→ **Task directions**: Which lines in the records below contain the word "blasts"? Return each of them.

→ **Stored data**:
◆ ◆ ◆ ◆ ◆

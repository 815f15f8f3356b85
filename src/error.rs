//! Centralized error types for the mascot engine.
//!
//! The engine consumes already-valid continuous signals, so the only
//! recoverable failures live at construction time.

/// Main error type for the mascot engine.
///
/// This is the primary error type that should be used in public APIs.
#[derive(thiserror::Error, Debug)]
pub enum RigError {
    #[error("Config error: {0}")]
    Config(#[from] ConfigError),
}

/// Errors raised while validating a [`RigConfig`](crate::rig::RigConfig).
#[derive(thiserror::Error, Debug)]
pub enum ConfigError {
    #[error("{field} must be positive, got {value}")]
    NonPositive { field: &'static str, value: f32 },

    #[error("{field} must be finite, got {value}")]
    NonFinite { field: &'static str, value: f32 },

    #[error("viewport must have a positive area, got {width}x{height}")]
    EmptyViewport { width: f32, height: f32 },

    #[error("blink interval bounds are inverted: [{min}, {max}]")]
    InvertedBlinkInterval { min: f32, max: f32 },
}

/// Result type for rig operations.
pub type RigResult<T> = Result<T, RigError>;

◆ ◆ ◆ ◆ ◆

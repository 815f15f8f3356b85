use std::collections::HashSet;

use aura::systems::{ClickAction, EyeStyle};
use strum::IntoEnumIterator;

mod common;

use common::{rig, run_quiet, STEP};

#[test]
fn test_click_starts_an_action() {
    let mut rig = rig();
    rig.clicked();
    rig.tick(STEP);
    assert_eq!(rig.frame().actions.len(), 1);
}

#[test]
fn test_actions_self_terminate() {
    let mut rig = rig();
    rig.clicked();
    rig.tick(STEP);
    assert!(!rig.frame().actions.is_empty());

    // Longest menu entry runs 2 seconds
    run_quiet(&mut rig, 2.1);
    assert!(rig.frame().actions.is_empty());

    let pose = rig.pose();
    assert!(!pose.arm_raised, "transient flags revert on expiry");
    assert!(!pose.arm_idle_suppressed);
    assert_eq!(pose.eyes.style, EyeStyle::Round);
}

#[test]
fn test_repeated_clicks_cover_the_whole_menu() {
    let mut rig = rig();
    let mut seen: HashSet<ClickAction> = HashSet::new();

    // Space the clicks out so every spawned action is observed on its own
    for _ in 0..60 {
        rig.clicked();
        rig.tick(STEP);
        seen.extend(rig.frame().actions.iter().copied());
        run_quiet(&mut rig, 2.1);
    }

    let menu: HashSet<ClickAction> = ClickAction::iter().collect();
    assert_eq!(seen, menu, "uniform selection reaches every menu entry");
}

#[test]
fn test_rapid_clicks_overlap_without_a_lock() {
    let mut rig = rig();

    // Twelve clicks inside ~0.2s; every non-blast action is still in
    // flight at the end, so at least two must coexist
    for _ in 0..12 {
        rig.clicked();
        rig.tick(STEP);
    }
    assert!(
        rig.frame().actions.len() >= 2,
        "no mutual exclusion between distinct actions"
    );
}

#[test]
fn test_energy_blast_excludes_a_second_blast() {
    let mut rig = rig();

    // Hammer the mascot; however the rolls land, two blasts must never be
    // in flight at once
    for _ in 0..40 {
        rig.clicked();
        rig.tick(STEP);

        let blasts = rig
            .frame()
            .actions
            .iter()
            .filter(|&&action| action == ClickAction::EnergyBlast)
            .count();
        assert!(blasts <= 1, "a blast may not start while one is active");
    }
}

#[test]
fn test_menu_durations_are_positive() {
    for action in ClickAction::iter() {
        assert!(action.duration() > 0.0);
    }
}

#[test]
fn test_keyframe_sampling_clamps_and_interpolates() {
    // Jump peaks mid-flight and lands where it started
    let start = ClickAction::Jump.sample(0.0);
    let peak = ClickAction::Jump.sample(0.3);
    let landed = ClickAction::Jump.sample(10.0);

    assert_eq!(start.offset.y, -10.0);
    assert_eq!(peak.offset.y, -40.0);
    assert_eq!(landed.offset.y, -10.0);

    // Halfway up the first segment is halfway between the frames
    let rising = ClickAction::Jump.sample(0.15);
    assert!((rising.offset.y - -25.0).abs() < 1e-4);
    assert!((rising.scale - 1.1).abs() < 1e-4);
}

◆ ◆ ◆ ◆ ◆

→ **Written solution**:
    // Hammer the mascot; however the rolls land, two blasts must never be
        let blasts = rig
        assert!(blasts <= 1, "a blast may not start while one is active");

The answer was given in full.